### GOAL OF THE EXERCISE
The answer must be the lines from the one containing "return out;" through the last line of the data below, copied exactly, with nothing else.

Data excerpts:

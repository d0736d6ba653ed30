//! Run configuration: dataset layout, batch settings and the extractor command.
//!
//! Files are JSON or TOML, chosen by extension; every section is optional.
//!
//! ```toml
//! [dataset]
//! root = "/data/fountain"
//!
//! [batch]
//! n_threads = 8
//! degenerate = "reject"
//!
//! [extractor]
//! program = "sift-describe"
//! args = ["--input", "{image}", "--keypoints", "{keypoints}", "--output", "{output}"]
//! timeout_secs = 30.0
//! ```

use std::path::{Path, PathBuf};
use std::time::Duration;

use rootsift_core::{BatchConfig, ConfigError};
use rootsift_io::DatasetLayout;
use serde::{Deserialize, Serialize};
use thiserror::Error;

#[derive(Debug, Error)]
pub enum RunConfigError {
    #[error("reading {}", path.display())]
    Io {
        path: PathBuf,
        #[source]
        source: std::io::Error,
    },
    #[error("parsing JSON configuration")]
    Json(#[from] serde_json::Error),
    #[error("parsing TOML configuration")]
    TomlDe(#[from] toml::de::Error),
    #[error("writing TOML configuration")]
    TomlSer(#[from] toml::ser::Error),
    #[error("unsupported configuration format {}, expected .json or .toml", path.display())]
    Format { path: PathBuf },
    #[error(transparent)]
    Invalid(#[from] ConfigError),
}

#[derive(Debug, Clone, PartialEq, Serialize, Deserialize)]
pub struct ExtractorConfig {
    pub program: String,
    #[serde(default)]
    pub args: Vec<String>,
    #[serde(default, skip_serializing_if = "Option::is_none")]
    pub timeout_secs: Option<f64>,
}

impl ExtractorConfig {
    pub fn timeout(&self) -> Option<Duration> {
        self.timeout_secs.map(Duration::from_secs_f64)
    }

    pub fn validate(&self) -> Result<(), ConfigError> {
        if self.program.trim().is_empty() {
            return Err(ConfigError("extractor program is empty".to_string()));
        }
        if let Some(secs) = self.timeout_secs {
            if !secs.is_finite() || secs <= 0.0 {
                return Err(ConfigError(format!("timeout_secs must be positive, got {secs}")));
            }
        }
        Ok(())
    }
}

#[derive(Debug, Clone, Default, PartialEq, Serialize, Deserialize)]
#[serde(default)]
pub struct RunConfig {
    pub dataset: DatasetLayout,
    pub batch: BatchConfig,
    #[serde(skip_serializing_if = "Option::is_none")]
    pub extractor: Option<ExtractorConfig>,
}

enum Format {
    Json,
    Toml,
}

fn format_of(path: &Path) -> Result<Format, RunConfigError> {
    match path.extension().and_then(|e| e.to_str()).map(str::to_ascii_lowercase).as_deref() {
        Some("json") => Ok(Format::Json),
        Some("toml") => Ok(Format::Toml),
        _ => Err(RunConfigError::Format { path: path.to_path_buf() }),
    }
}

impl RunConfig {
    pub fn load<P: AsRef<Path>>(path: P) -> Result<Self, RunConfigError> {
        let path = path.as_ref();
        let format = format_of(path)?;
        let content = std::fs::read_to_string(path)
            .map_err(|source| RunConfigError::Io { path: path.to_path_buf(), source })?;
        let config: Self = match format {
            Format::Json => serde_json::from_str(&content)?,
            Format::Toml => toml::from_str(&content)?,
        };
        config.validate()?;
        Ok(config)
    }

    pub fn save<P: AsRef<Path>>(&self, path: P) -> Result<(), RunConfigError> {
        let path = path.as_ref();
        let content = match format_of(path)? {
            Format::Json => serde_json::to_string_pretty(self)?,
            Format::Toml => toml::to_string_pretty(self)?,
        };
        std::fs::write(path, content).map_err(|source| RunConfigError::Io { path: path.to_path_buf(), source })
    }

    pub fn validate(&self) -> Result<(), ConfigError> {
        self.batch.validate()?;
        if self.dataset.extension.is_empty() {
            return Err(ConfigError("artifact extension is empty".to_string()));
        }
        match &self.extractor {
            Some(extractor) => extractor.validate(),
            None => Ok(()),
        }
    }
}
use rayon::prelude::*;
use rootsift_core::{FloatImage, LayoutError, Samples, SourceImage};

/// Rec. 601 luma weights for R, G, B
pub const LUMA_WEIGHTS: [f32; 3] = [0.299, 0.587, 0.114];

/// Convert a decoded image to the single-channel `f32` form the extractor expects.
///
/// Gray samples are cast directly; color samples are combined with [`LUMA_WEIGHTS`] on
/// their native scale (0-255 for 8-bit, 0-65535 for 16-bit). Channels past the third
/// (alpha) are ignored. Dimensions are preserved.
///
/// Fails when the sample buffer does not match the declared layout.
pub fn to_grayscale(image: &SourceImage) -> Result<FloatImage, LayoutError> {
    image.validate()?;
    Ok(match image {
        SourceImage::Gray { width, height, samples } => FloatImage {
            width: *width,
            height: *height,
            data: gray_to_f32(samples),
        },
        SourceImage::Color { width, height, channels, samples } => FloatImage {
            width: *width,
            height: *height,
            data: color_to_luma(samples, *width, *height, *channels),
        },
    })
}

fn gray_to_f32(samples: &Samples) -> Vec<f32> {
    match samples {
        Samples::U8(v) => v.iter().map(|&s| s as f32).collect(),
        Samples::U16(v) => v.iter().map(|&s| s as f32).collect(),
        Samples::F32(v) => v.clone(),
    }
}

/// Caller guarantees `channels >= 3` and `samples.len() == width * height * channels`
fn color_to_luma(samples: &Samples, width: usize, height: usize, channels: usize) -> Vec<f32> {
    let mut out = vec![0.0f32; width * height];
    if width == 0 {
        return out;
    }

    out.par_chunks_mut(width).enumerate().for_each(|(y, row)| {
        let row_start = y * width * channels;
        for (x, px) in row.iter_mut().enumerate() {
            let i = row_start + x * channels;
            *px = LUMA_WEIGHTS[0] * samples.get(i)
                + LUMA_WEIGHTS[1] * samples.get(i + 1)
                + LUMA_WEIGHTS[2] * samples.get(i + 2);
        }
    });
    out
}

### TASK RESULT
        return out;
    }

    out.par_chunks_mut(width).enumerate().for_each(|(y, row)| {
        let row_start = y * width * channels;
        for (x, px) in row.iter_mut().enumerate() {
            let i = row_start + x * channels;
            *px = LUMA_WEIGHTS[0] * samples.get(i)
                + LUMA_WEIGHTS[1] * samples.get(i + 1)
                + LUMA_WEIGHTS[2] * samples.get(i + 2);
        }
    });
    out
}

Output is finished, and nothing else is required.